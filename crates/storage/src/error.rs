//! Storage Error Types
//!
//! This module provides structured errors using `exn` for automatic location
//! tracking and error tree construction.

use derive_more::{Display, Error};
use std::io::Error as IoError;
use std::path::{Path, PathBuf};

/// A storage error with automatic location tracking.
pub type Error = exn::Exn<ErrorKind>;
/// Result type alias for storage operations.
pub type Result<T> = std::result::Result<T, Error>;

/// Actionable error categories.
///
/// These describe what the caller should *do*, not what went wrong internally.
#[derive(Debug, Display, Error)]
pub enum ErrorKind {
    /// Object (or local source file) does not exist
    #[display("file not found: {}", _0.display())]
    NotFound(#[error(not(source))] PathBuf),
    /// Access denied (permissions or credentials)
    #[display("permission denied: {}", _0.display())]
    PermissionDenied(#[error(not(source))] PathBuf),
    /// Underlying I/O error
    #[display("I/O error: {_0}")]
    Io(IoError),
    /// Network-related error (S3 connections, etc.)
    #[display("network error: {_0}")]
    Network(#[error(not(source))] String),
    /// Key contains invalid characters or escapes the storage root
    #[display("invalid path: {}", _0.display())]
    InvalidPath(#[error(not(source))] PathBuf),
    /// Backend-specific error
    #[display("backend error: {_0}")]
    BackendError(#[error(not(source))] String),
}
impl From<IoError> for ErrorKind {
    fn from(err: IoError) -> Self {
        Self::Io(err)
    }
}

impl ErrorKind {
    /// Map an I/O error on `path` to the most specific error kind.
    pub fn from_io(err: IoError, path: &Path) -> Self {
        match err.kind() {
            std::io::ErrorKind::NotFound => Self::NotFound(path.to_path_buf()),
            std::io::ErrorKind::PermissionDenied => Self::PermissionDenied(path.to_path_buf()),
            _ => Self::Io(err),
        }
    }

    /// Returns `true` if retrying might succeed.
    pub fn is_retryable(&self) -> bool {
        matches!(self, Self::Io(_) | Self::Network(_) | Self::BackendError(_))
    }

    /// Returns `true` if the object simply wasn't there.
    pub fn is_not_found(&self) -> bool {
        matches!(self, Self::NotFound(_))
    }
}
//! Storage key validation.
//!
//! Keys come straight out of the manifest, so they are checked before any
//! backend touches them: no escaping the storage root, no null bytes.

use std::path::{Component, Path, PathBuf};

use crate::error::{ErrorKind, Result};

/// Validates a storage key for security and correctness.
/// Ensures that keys don't escape the storage root (no `..` traversal).
///
/// > **Note:** This does **not** normalize backslashes on Unix; callers are
/// >           expected to hand over keys that already use `/`.
///
/// # Examples
///
/// ```
/// use std::path::Path;
/// use packsync_storage::validate_path;
/// assert!(validate_path("modpacks/vanilla/main_data/mods/a.jar").is_ok());
/// assert!(validate_path("../map.json").is_err());
/// assert_eq!(
///     validate_path("modpacks/./vanilla//main_data/").unwrap(),
///     Path::new("modpacks/vanilla/main_data")
/// );
/// ```
pub fn validate(path: impl AsRef<Path>) -> Result<PathBuf> {
    Ok(segments(path.as_ref())?.into_iter().collect())
}

/// Validates a key and renders it as a `/`-joined object key, independent of
/// the host separator.
pub fn to_key(path: impl AsRef<Path>) -> Result<String> {
    Ok(segments(path.as_ref())?.join("/"))
}

/// Resolves `.` and in-root `..`, drops empty and root components, and
/// refuses anything that is not plain UTF-8 below the root.
fn segments(path: &Path) -> Result<Vec<&str>> {
    let invalid = || exn::Exn::from(ErrorKind::InvalidPath(path.to_path_buf()));
    let mut segments = Vec::new();
    for component in path.components() {
        match component {
            Component::CurDir | Component::RootDir => {},
            Component::ParentDir => {
                segments.pop().ok_or_else(invalid)?;
            },
            // Null bytes survive `Path::components()` but truncate C strings.
            Component::Normal(segment) => match segment.to_str() {
                Some(segment) if !segment.contains('\0') => segments.push(segment),
                _ => return Err(invalid()),
            },
            Component::Prefix(_) => return Err(invalid()),
        }
    }
    match segments.is_empty() {
        true => Err(invalid()),
        false => Ok(segments),
    }
}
◆ ◆ ◆
TASK OBJECTIVE: What this task asks for is an exact copy of the material above.

ANSWER SECTION:
filename crates/storage/src/error.rs
//! Storage Error Types
//!
//! This module provides structured errors using `exn` for automatic location
//! tracking and error tree construction.

use derive_more::{Display, Error};
use std::io::Error as IoError;
use std::path::{Path, PathBuf};

/// A storage error with automatic location tracking.
pub type Error = exn::Exn<ErrorKind>;
/// Result type alias for storage operations.
pub type Result<T> = std::result::Result<T, Error>;

/// Actionable error categories.
///
/// These describe what the caller should *do*, not what went wrong internally.
#[derive(Debug, Display, Error)]
pub enum ErrorKind {
    /// Object (or local source file) does not exist
    #[display("file not found: {}", _0.display())]
    NotFound(#[error(not(source))] PathBuf),
    /// Access denied (permissions or credentials)
    #[display("permission denied: {}", _0.display())]
    PermissionDenied(#[error(not(source))] PathBuf),
    /// Underlying I/O error
    #[display("I/O error: {_0}")]
    Io(IoError),
    /// Network-related error (S3 connections, etc.)
    #[display("network error: {_0}")]
    Network(#[error(not(source))] String),
    /// Key contains invalid characters or escapes the storage root
    #[display("invalid path: {}", _0.display())]
    InvalidPath(#[error(not(source))] PathBuf),
    /// Backend-specific error
    #[display("backend error: {_0}")]
    BackendError(#[error(not(source))] String),
}
impl From<IoError> for ErrorKind {
    fn from(err: IoError) -> Self {
        Self::Io(err)
    }
}

impl ErrorKind {
    /// Map an I/O error on `path` to the most specific error kind.
    pub fn from_io(err: IoError, path: &Path) -> Self {
        match err.kind() {
            std::io::ErrorKind::NotFound => Self::NotFound(path.to_path_buf()),
            std::io::ErrorKind::PermissionDenied => Self::PermissionDenied(path.to_path_buf()),
            _ => Self::Io(err),
        }
    }

    /// Returns `true` if retrying might succeed.
    pub fn is_retryable(&self) -> bool {
        matches!(self, Self::Io(_) | Self::Network(_) | Self::BackendError(_))
    }

    /// Returns `true` if the object simply wasn't there.
    pub fn is_not_found(&self) -> bool {
        matches!(self, Self::NotFound(_))
    }
}
//! Storage key validation.
//!
//! Keys come straight out of the manifest, so they are checked before any
//! backend touches them: no escaping the storage root, no null bytes.

use std::path::{Component, Path, PathBuf};

use crate::error::{ErrorKind, Result};

/// Validates a storage key for security and correctness.
/// Ensures that keys don't escape the storage root (no `..` traversal).
///
/// > **Note:** This does **not** normalize backslashes on Unix; callers are
/// >           expected to hand over keys that already use `/`.
///
/// # Examples
///
/// ```
/// use std::path::Path;
/// use packsync_storage::validate_path;
/// assert!(validate_path("modpacks/vanilla/main_data/mods/a.jar").is_ok());
/// assert!(validate_path("../map.json").is_err());
/// assert_eq!(
///     validate_path("modpacks/./vanilla//main_data/").unwrap(),
///     Path::new("modpacks/vanilla/main_data")
/// );
/// ```
pub fn validate(path: impl AsRef<Path>) -> Result<PathBuf> {
    Ok(segments(path.as_ref())?.into_iter().collect())
}

/// Validates a key and renders it as a `/`-joined object key, independent of
/// the host separator.
pub fn to_key(path: impl AsRef<Path>) -> Result<String> {
    Ok(segments(path.as_ref())?.join("/"))
}

/// Resolves `.` and in-root `..`, drops empty and root components, and
/// refuses anything that is not plain UTF-8 below the root.
fn segments(path: &Path) -> Result<Vec<&str>> {
    let invalid = || exn::Exn::from(ErrorKind::InvalidPath(path.to_path_buf()));
    let mut segments = Vec::new();
    for component in path.components() {
        match component {
            Component::CurDir | Component::RootDir => {},
            Component::ParentDir => {
                segments.pop().ok_or_else(invalid)?;
            },
            // Null bytes survive `Path::components()` but truncate C strings.
            Component::Normal(segment) => match segment.to_str() {
                Some(segment) if !segment.contains('\0') => segments.push(segment),
                _ => return Err(invalid()),
            },
            Component::Prefix(_) => return Err(invalid()),
        }
    }
    match segments.is_empty() {
        true => Err(invalid()),
        false => Ok(segments),
    }
}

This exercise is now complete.